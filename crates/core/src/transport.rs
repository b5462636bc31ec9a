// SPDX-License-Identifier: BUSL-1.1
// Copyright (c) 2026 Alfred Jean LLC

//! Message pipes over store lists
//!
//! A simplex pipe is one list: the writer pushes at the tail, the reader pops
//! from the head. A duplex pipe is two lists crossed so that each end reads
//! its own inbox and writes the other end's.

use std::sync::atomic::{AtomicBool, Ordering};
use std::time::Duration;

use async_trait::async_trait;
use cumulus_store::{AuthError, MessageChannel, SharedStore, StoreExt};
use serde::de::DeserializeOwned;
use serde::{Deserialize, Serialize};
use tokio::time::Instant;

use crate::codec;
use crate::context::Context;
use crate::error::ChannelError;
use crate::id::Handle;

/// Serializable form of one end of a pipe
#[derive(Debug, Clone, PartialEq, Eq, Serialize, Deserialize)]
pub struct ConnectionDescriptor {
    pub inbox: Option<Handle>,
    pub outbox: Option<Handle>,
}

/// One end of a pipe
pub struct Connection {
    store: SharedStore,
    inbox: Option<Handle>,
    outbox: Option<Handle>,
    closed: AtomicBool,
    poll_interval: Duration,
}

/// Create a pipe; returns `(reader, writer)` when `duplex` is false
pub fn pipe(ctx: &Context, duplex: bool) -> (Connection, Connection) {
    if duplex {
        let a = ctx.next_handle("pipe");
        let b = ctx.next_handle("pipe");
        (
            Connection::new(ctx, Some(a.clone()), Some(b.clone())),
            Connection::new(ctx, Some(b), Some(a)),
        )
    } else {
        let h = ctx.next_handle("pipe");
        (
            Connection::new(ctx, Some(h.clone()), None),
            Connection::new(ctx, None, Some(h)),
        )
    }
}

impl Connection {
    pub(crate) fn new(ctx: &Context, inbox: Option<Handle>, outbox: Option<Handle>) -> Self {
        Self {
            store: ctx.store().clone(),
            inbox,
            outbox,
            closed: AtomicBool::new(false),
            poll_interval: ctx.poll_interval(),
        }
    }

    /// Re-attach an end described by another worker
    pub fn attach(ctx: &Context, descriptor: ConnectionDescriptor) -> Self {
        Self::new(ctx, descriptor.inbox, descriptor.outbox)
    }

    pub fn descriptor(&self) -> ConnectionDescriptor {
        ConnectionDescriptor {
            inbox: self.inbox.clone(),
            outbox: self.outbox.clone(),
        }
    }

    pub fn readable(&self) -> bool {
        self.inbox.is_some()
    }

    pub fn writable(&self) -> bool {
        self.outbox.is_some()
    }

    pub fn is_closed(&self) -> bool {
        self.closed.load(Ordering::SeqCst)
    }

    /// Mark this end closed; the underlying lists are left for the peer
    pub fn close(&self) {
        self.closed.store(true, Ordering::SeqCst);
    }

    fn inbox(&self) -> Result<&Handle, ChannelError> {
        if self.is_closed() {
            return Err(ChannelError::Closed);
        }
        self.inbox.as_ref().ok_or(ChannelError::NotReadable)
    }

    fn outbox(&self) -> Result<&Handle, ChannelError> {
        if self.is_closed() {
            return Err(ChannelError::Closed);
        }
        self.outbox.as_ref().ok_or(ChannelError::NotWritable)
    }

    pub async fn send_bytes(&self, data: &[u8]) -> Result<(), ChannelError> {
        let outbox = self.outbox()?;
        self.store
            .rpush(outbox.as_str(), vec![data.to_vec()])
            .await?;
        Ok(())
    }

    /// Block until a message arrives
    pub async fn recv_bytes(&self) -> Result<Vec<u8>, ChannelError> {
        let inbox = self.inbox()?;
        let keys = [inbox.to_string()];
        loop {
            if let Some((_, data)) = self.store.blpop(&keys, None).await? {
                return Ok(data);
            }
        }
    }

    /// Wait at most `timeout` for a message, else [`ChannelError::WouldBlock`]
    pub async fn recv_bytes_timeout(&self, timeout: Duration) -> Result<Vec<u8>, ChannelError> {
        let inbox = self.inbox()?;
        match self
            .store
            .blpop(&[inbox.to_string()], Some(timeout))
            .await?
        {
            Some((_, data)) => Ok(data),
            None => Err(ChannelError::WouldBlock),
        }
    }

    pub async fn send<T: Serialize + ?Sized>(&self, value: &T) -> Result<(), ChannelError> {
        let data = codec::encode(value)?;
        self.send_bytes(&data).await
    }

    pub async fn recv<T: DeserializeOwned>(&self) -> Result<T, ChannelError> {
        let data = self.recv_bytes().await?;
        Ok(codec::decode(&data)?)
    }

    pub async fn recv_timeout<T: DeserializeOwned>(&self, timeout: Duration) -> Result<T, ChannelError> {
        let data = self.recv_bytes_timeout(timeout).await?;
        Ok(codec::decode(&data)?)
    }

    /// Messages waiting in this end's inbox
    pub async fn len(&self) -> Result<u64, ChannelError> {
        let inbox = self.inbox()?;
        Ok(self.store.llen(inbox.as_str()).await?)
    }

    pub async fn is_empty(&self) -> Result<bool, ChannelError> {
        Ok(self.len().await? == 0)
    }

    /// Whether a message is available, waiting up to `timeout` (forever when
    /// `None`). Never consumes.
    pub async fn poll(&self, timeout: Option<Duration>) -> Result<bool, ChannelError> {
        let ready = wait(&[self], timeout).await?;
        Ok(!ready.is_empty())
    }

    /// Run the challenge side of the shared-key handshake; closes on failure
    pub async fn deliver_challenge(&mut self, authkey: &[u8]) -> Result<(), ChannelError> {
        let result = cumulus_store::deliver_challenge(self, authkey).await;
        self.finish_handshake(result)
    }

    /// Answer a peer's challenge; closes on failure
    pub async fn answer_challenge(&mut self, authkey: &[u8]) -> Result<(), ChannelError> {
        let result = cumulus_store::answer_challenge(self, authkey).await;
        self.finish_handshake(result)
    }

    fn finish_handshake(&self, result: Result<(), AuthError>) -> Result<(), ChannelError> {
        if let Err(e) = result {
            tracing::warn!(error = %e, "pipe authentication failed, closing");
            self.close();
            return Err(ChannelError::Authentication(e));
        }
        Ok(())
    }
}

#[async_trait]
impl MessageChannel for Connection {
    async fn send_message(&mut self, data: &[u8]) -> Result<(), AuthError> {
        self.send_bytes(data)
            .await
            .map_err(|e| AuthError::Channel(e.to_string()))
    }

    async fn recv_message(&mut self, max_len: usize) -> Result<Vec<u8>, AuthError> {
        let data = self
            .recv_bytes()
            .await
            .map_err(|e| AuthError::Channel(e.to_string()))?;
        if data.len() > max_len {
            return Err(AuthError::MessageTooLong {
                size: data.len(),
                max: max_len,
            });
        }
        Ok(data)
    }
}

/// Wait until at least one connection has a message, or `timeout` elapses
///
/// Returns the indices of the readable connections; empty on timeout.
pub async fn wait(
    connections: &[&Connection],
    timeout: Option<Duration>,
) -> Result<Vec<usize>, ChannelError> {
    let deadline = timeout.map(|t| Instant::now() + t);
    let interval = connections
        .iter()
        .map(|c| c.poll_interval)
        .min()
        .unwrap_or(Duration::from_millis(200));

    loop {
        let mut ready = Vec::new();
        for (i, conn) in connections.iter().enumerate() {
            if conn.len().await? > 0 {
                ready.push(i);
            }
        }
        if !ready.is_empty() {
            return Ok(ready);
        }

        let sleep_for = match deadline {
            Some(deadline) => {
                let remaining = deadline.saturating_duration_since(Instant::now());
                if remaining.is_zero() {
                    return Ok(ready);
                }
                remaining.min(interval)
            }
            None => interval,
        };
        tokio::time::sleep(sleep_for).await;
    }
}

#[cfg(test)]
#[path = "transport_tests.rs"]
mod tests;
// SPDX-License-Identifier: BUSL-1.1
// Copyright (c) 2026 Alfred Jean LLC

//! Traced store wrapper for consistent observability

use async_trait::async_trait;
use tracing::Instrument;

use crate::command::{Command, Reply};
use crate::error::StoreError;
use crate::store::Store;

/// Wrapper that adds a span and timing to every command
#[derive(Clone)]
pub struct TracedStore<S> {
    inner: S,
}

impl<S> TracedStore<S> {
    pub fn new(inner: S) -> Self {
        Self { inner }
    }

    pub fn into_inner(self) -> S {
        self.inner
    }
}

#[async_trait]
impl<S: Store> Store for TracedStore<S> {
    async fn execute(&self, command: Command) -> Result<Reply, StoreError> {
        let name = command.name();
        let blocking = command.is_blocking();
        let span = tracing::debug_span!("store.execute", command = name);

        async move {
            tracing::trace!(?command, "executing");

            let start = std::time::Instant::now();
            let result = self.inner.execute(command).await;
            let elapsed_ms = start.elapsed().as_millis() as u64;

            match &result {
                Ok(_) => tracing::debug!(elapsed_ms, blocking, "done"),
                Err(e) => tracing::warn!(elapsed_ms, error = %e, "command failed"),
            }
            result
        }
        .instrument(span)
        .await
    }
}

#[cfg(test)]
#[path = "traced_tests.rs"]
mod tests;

========================================================================

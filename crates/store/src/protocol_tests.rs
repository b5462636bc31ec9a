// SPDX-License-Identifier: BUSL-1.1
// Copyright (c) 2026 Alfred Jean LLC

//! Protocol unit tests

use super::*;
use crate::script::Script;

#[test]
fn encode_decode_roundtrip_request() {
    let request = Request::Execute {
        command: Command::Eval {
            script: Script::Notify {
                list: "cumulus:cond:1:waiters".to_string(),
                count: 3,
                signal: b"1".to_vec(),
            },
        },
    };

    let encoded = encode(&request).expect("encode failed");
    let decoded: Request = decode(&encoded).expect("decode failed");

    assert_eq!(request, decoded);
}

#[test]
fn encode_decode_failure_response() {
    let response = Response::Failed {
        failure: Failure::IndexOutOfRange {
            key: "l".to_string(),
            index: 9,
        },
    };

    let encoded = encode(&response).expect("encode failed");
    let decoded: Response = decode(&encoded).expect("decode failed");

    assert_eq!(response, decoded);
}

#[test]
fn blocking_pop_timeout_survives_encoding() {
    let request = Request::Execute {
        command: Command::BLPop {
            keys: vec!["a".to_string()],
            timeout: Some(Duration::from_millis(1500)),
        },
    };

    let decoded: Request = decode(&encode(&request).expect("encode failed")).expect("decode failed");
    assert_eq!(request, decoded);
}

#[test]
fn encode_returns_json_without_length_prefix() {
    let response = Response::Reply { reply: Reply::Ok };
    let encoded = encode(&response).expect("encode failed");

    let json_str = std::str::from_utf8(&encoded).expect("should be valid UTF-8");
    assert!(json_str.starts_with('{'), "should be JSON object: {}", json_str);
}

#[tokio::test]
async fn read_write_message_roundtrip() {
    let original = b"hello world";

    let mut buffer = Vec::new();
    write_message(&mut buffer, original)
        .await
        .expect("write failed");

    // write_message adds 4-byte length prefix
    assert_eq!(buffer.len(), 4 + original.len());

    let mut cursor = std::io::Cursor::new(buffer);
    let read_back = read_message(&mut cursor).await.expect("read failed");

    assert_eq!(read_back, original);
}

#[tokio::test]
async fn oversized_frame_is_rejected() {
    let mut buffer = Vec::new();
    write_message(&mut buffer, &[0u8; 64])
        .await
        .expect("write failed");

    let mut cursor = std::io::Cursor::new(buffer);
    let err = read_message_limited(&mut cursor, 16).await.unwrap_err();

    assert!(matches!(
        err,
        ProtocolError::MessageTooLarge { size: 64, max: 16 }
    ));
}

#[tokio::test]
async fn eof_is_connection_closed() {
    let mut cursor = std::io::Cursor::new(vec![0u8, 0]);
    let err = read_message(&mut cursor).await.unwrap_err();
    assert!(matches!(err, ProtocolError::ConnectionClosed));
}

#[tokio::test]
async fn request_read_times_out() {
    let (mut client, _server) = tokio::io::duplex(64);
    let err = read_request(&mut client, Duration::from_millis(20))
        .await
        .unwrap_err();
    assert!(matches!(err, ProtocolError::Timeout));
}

========================================================================

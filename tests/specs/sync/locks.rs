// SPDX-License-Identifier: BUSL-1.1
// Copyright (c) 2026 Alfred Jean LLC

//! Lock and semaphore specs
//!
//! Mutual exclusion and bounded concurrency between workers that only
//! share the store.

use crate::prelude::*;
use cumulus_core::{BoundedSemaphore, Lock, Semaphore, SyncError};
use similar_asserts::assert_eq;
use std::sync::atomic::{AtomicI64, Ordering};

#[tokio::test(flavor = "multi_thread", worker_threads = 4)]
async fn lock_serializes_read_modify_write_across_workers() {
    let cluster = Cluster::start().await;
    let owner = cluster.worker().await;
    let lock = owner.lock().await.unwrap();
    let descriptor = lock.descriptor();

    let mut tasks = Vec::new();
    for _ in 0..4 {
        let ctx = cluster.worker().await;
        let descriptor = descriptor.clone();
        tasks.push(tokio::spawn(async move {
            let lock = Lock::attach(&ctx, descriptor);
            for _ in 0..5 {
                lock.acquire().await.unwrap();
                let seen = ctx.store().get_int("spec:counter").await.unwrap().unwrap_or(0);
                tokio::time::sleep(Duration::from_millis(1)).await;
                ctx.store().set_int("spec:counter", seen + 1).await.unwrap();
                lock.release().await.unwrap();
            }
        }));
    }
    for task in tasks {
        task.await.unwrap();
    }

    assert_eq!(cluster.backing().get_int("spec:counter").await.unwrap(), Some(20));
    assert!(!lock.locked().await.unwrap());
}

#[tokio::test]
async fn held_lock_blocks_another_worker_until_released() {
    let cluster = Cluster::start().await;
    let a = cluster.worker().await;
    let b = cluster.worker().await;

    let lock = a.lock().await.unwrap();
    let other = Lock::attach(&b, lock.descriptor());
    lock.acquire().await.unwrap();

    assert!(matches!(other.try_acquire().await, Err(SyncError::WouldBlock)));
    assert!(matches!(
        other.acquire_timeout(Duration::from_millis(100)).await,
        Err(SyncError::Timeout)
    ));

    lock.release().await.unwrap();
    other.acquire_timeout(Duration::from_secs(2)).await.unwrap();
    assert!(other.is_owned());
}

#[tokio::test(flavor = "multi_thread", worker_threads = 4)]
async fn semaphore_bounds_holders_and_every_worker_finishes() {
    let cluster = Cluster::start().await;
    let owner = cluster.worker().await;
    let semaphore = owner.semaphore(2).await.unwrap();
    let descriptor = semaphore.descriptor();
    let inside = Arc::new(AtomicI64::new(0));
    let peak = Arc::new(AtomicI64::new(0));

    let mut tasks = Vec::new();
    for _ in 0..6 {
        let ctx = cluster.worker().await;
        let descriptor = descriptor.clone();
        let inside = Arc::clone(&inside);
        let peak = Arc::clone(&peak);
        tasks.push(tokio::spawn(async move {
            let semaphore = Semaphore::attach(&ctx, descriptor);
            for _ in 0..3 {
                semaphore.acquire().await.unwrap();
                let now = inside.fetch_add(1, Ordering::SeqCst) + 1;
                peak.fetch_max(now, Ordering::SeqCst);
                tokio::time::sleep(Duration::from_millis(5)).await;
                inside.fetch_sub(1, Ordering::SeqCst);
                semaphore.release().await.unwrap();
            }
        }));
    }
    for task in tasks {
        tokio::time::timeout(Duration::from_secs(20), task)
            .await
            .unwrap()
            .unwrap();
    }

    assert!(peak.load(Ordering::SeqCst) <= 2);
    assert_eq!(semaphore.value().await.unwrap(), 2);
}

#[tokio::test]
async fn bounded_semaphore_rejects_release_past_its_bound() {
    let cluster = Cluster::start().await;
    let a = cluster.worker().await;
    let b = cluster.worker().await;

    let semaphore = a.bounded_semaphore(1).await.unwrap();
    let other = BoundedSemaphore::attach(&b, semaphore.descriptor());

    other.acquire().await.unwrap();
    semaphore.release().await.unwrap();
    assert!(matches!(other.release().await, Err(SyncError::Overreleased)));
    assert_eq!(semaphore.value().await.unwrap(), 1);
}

========================================================================

= YOUR TASK =
Take from the listing above each line in which the string "MessageChannel" is found.

= TASK RESPONSE =
use cumulus_store::{AuthError, MessageChannel, SharedStore, StoreExt};
impl MessageChannel for Connection {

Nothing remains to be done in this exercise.